Stored items

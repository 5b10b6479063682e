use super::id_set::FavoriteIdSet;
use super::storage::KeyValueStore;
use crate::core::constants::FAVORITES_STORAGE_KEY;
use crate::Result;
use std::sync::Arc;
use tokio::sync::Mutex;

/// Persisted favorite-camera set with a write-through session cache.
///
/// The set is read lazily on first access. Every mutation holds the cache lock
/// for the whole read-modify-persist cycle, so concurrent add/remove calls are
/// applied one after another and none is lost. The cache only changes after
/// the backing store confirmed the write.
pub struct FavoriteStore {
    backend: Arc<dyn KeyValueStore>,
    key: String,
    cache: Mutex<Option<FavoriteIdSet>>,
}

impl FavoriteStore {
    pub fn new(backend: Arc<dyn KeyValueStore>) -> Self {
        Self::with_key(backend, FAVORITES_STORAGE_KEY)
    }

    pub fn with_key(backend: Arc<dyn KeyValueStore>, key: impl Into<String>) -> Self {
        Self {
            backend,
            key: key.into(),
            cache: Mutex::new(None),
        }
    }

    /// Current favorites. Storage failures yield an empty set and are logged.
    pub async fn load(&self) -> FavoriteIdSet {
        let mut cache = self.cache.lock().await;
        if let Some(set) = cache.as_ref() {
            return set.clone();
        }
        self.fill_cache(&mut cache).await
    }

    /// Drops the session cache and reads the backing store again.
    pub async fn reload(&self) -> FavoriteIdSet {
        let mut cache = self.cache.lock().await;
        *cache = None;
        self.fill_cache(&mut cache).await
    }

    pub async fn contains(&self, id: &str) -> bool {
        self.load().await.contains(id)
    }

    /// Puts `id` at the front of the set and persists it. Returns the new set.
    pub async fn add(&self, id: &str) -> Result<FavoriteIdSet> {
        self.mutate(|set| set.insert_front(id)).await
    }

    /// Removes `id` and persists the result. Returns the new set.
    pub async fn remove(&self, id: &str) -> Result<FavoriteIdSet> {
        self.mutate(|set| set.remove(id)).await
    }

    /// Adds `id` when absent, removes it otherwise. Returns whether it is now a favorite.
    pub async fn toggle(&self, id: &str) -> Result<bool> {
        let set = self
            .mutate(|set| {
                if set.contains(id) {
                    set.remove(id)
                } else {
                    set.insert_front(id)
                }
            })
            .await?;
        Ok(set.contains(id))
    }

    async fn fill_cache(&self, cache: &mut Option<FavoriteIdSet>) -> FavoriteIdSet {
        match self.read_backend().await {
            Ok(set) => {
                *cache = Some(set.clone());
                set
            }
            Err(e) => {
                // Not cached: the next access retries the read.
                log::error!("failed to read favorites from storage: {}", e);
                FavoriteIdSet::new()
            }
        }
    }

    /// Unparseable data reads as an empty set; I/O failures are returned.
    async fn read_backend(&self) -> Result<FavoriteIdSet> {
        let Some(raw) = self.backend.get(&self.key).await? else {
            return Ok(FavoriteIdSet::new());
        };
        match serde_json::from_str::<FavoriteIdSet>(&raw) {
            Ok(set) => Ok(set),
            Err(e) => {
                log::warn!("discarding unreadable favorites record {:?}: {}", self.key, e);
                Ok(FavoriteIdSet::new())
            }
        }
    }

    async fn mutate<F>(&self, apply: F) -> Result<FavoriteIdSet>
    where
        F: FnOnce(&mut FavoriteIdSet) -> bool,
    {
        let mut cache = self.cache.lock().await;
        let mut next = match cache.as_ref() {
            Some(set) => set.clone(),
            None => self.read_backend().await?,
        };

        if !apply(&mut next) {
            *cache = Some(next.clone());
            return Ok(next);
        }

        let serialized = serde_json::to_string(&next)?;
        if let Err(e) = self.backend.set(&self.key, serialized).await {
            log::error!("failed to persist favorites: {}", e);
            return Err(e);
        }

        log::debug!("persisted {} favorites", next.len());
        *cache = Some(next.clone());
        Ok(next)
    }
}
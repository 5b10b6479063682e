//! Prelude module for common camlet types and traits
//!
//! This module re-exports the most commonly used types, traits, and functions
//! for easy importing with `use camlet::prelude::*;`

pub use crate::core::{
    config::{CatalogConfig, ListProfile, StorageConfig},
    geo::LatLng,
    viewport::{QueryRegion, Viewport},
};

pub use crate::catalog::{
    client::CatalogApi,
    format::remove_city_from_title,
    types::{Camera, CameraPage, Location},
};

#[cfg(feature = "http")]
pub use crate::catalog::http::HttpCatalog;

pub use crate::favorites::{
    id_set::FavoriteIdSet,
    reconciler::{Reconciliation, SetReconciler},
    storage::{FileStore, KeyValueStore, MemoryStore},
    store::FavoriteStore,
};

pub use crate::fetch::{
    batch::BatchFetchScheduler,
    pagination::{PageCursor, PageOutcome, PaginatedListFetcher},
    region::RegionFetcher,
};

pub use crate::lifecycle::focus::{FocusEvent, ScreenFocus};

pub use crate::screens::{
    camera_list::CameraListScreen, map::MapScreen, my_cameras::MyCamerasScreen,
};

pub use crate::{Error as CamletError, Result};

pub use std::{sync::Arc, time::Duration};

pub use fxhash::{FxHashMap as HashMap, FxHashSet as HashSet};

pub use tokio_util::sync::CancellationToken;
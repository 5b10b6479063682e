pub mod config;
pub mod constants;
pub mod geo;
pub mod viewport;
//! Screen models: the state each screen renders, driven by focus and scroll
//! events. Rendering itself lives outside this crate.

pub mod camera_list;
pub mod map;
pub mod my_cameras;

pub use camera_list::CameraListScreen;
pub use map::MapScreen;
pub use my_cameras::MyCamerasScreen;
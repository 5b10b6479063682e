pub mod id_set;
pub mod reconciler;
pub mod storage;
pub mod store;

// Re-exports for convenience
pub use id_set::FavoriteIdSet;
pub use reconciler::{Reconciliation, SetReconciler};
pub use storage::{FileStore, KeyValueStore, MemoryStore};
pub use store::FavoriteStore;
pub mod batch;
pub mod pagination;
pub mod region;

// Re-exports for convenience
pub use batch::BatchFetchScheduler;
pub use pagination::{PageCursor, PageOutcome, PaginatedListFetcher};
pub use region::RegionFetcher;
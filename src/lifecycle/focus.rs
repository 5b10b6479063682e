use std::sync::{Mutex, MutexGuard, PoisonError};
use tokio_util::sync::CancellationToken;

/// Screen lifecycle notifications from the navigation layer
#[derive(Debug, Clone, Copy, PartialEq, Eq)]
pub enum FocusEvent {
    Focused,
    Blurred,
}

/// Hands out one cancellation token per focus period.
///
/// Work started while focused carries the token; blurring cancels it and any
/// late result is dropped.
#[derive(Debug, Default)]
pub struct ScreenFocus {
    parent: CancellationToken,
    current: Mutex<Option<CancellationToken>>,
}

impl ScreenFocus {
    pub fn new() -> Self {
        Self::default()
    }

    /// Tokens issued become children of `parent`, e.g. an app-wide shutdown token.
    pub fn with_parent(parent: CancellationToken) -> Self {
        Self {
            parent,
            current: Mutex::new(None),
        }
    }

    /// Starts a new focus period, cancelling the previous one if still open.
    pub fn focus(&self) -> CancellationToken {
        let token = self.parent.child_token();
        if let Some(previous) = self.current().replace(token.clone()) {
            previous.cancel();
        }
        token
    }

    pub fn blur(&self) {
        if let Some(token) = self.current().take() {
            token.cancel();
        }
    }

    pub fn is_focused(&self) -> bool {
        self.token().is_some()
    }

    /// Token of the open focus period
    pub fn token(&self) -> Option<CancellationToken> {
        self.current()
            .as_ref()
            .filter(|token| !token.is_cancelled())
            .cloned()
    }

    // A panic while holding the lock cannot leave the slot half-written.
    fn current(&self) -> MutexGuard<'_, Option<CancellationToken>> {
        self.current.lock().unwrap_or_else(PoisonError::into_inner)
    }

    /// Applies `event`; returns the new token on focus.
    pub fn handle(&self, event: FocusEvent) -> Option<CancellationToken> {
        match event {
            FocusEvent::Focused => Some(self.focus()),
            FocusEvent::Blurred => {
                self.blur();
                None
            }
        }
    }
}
---
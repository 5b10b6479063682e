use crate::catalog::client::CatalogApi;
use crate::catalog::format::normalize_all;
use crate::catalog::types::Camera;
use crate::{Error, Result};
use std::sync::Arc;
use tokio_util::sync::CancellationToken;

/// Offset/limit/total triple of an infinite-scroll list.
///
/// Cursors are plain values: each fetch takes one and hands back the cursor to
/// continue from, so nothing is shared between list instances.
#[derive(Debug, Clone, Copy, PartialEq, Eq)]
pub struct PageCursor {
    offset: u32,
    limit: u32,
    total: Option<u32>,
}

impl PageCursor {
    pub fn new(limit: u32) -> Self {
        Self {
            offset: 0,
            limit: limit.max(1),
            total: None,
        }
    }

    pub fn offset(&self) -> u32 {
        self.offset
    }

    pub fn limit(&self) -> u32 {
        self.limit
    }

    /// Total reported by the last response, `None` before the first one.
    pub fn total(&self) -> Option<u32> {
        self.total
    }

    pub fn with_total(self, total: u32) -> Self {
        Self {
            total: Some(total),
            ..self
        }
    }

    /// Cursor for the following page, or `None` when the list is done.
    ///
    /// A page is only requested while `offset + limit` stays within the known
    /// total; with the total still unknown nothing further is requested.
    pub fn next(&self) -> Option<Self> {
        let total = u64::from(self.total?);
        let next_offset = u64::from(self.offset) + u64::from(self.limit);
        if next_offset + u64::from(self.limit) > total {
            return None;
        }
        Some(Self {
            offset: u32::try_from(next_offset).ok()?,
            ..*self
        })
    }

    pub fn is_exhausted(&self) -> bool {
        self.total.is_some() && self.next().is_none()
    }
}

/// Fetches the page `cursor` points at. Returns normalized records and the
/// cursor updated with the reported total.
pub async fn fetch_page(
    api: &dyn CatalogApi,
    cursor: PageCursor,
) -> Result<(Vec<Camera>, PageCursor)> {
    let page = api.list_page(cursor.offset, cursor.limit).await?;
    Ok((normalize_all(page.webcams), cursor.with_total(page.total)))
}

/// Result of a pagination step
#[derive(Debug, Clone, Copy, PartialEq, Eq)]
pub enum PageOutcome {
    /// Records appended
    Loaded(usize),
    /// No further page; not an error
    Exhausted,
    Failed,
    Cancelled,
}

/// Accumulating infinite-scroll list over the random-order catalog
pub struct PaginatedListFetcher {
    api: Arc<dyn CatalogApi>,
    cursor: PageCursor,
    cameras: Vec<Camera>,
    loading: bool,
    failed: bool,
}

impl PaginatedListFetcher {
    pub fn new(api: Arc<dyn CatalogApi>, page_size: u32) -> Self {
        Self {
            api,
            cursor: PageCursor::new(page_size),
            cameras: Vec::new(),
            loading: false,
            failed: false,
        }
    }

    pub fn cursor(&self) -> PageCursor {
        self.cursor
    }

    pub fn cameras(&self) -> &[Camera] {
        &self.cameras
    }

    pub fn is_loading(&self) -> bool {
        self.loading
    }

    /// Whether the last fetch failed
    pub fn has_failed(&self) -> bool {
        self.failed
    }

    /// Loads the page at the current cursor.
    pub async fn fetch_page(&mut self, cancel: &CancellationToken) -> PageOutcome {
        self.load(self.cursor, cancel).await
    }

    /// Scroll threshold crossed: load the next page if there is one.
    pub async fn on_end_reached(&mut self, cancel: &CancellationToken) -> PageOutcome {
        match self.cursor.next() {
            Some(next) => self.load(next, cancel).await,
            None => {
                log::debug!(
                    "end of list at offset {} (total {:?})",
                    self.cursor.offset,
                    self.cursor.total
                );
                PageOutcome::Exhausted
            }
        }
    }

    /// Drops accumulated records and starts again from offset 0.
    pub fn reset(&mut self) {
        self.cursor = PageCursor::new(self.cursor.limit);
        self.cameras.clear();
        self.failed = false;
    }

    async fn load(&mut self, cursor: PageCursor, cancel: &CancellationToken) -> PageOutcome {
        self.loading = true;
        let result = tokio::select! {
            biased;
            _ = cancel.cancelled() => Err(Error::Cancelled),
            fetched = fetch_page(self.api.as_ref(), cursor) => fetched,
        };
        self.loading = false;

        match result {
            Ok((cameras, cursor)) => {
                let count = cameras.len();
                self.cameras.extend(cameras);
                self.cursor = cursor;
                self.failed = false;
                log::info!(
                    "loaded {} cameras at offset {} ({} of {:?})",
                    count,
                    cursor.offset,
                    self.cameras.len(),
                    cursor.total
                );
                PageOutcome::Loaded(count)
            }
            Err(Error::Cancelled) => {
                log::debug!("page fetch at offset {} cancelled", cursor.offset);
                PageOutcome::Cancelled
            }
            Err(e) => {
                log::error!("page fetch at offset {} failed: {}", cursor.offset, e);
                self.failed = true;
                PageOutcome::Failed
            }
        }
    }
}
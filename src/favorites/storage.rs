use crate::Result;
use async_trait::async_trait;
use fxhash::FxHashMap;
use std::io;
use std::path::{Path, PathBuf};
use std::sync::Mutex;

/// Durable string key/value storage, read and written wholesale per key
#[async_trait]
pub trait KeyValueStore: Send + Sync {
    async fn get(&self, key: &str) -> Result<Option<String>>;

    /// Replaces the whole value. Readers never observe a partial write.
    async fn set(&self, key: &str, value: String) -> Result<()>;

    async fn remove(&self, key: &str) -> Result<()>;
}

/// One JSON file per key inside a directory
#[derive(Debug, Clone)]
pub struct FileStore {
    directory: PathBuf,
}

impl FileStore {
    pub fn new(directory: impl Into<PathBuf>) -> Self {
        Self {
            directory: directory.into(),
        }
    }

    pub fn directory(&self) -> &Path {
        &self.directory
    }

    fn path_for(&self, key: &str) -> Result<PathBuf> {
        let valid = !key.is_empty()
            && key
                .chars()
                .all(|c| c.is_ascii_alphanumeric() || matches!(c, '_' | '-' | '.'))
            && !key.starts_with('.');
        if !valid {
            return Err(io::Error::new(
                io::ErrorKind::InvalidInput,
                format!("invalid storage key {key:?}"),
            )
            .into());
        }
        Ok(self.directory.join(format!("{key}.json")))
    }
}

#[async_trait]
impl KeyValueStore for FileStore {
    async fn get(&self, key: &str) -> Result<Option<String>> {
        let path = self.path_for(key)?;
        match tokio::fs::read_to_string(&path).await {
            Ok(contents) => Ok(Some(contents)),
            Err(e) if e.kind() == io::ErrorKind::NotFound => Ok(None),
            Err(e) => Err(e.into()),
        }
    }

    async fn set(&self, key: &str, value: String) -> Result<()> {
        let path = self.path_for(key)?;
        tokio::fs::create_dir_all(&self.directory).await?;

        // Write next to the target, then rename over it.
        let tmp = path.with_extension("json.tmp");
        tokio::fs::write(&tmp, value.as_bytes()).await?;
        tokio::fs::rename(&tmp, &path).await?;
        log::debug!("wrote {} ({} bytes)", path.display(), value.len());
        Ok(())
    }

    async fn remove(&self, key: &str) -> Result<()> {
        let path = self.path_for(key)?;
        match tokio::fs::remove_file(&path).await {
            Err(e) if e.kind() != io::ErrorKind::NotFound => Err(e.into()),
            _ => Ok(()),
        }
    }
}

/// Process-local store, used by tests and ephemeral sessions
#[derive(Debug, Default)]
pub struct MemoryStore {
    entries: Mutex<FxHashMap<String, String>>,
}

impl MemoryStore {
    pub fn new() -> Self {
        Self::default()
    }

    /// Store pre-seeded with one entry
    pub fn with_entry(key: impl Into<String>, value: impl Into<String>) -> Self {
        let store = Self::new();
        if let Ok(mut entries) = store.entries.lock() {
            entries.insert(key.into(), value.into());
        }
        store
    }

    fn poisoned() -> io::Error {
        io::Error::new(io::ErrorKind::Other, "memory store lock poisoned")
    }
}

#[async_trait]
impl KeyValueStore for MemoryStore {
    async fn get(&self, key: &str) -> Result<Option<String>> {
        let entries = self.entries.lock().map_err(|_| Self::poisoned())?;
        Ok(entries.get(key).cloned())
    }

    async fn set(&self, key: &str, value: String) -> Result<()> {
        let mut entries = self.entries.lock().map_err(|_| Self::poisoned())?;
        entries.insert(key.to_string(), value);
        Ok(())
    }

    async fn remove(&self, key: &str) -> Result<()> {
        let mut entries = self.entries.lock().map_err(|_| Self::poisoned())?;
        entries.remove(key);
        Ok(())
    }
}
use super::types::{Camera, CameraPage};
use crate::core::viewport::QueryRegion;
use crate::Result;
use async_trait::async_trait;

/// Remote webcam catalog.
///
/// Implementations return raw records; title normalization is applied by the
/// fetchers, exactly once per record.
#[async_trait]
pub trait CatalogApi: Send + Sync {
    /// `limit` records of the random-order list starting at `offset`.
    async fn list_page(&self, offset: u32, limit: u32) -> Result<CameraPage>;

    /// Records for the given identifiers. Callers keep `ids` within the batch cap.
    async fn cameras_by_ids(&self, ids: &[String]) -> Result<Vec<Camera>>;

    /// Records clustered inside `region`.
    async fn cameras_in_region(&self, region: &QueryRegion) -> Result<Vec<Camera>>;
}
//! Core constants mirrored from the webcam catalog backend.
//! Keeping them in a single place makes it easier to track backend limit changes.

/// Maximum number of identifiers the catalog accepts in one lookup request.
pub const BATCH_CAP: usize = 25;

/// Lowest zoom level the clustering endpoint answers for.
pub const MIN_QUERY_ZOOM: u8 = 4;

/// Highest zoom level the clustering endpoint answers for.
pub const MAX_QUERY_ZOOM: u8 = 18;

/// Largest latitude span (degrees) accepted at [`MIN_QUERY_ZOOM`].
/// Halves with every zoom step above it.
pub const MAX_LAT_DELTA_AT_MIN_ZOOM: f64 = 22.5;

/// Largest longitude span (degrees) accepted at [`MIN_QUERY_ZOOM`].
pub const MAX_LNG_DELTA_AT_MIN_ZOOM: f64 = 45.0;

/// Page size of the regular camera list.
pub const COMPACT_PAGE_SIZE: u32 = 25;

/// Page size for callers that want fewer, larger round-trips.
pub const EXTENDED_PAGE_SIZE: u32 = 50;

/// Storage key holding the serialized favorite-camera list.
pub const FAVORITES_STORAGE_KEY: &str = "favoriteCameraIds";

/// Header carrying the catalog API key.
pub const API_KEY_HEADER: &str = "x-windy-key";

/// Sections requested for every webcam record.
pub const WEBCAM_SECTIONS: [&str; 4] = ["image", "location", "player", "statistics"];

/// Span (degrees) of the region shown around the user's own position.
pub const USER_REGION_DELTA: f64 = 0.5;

## WHAT TO WORK ON:
In the entries above, identify every line with the string "infinite".

## EXERCISE OUTPUT:
/// Offset/limit/total triple of an infinite-scroll list.
/// Accumulating infinite-scroll list over the random-order catalog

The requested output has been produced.